Work request -
Exactly the lines below from the one with "filename src/pipeline/worker.rs" up to and including the one with "ctx.metrics.record_completed(emitted);" make up the answer, with nothing else added.
----------
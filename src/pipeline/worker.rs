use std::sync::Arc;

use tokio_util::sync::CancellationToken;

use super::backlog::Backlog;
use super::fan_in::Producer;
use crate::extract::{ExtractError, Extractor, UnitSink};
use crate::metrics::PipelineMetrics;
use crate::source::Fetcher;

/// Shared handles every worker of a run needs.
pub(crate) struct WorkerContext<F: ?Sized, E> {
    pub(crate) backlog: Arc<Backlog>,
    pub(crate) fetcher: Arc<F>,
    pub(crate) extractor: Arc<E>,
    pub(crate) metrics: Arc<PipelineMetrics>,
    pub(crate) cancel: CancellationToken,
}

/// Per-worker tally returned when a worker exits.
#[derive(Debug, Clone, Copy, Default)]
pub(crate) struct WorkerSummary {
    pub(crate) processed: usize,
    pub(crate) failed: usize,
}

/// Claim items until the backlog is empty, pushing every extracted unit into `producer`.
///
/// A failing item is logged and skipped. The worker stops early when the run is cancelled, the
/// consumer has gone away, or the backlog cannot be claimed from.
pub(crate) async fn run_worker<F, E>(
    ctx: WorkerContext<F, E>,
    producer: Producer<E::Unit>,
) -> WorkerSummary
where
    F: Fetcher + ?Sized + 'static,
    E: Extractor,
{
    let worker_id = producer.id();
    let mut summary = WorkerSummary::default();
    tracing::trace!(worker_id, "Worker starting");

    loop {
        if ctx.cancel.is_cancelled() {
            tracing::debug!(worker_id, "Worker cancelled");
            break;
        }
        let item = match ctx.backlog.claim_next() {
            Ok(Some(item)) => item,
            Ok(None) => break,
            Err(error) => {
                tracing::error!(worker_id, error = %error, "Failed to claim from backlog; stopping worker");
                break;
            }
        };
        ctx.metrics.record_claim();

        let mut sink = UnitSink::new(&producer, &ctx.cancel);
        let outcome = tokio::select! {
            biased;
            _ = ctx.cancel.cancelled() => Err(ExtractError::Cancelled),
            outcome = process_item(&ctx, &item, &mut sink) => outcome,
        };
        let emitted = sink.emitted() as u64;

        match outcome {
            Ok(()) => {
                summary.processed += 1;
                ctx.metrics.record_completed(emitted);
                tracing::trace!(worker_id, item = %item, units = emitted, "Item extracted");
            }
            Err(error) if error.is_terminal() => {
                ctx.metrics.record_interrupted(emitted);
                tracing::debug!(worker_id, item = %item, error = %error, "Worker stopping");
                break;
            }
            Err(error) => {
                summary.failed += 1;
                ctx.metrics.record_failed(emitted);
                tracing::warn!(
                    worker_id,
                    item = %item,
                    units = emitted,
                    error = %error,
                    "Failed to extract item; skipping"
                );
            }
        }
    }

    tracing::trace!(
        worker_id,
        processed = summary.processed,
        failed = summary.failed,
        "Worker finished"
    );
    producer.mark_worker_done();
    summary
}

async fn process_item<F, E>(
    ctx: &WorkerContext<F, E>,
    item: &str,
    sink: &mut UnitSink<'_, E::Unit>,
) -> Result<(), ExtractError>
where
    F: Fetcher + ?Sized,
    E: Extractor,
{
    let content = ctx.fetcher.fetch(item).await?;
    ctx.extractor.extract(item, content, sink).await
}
----------
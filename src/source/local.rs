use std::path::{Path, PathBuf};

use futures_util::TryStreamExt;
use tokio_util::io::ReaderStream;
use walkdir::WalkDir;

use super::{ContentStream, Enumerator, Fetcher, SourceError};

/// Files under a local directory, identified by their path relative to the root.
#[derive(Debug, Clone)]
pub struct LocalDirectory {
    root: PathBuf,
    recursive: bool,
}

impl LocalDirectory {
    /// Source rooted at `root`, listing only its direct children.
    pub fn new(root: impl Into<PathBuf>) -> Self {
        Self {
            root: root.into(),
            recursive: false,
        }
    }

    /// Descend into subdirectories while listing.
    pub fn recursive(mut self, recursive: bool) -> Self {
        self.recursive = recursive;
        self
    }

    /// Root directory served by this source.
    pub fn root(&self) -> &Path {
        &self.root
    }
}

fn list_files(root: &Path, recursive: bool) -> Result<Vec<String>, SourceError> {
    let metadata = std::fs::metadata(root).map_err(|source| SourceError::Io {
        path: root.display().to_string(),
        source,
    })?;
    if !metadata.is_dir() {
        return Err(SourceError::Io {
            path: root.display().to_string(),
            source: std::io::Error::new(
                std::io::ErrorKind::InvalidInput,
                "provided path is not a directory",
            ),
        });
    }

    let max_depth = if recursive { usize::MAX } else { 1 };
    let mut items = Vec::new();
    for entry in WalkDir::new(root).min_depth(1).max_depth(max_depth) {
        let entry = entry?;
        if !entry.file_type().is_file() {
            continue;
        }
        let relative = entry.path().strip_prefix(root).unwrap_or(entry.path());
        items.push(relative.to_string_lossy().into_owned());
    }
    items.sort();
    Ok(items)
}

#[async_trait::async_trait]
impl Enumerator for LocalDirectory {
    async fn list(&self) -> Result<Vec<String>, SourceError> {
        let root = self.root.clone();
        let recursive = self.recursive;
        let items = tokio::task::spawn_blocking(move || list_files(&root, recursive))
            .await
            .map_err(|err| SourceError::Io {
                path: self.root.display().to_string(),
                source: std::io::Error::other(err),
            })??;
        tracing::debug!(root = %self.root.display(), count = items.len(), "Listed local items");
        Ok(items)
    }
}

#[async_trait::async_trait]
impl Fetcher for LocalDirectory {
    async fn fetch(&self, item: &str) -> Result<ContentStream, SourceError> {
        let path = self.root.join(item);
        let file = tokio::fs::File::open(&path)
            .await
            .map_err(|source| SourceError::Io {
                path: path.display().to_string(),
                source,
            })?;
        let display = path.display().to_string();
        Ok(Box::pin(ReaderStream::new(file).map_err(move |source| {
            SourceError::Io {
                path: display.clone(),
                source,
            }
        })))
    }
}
----------
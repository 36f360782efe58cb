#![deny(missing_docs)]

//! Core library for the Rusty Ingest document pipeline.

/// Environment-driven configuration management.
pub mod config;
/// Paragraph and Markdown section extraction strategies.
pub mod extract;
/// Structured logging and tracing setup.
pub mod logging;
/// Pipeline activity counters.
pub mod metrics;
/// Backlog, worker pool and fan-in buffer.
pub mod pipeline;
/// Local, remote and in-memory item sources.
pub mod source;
----------
Solved problem -
filename src/pipeline/worker.rs
use std::sync::Arc;

use tokio_util::sync::CancellationToken;

use super::backlog::Backlog;
use super::fan_in::Producer;
use crate::extract::{ExtractError, Extractor, UnitSink};
use crate::metrics::PipelineMetrics;
use crate::source::Fetcher;

/// Shared handles every worker of a run needs.
pub(crate) struct WorkerContext<F: ?Sized, E> {
    pub(crate) backlog: Arc<Backlog>,
    pub(crate) fetcher: Arc<F>,
    pub(crate) extractor: Arc<E>,
    pub(crate) metrics: Arc<PipelineMetrics>,
    pub(crate) cancel: CancellationToken,
}

/// Per-worker tally returned when a worker exits.
#[derive(Debug, Clone, Copy, Default)]
pub(crate) struct WorkerSummary {
    pub(crate) processed: usize,
    pub(crate) failed: usize,
}

/// Claim items until the backlog is empty, pushing every extracted unit into `producer`.
///
/// A failing item is logged and skipped. The worker stops early when the run is cancelled, the
/// consumer has gone away, or the backlog cannot be claimed from.
pub(crate) async fn run_worker<F, E>(
    ctx: WorkerContext<F, E>,
    producer: Producer<E::Unit>,
) -> WorkerSummary
where
    F: Fetcher + ?Sized + 'static,
    E: Extractor,
{
    let worker_id = producer.id();
    let mut summary = WorkerSummary::default();
    tracing::trace!(worker_id, "Worker starting");

    loop {
        if ctx.cancel.is_cancelled() {
            tracing::debug!(worker_id, "Worker cancelled");
            break;
        }
        let item = match ctx.backlog.claim_next() {
            Ok(Some(item)) => item,
            Ok(None) => break,
            Err(error) => {
                tracing::error!(worker_id, error = %error, "Failed to claim from backlog; stopping worker");
                break;
            }
        };
        ctx.metrics.record_claim();

        let mut sink = UnitSink::new(&producer, &ctx.cancel);
        let outcome = tokio::select! {
            biased;
            _ = ctx.cancel.cancelled() => Err(ExtractError::Cancelled),
            outcome = process_item(&ctx, &item, &mut sink) => outcome,
        };
        let emitted = sink.emitted() as u64;

        match outcome {
            Ok(()) => {
                summary.processed += 1;
                ctx.metrics.record_completed(emitted);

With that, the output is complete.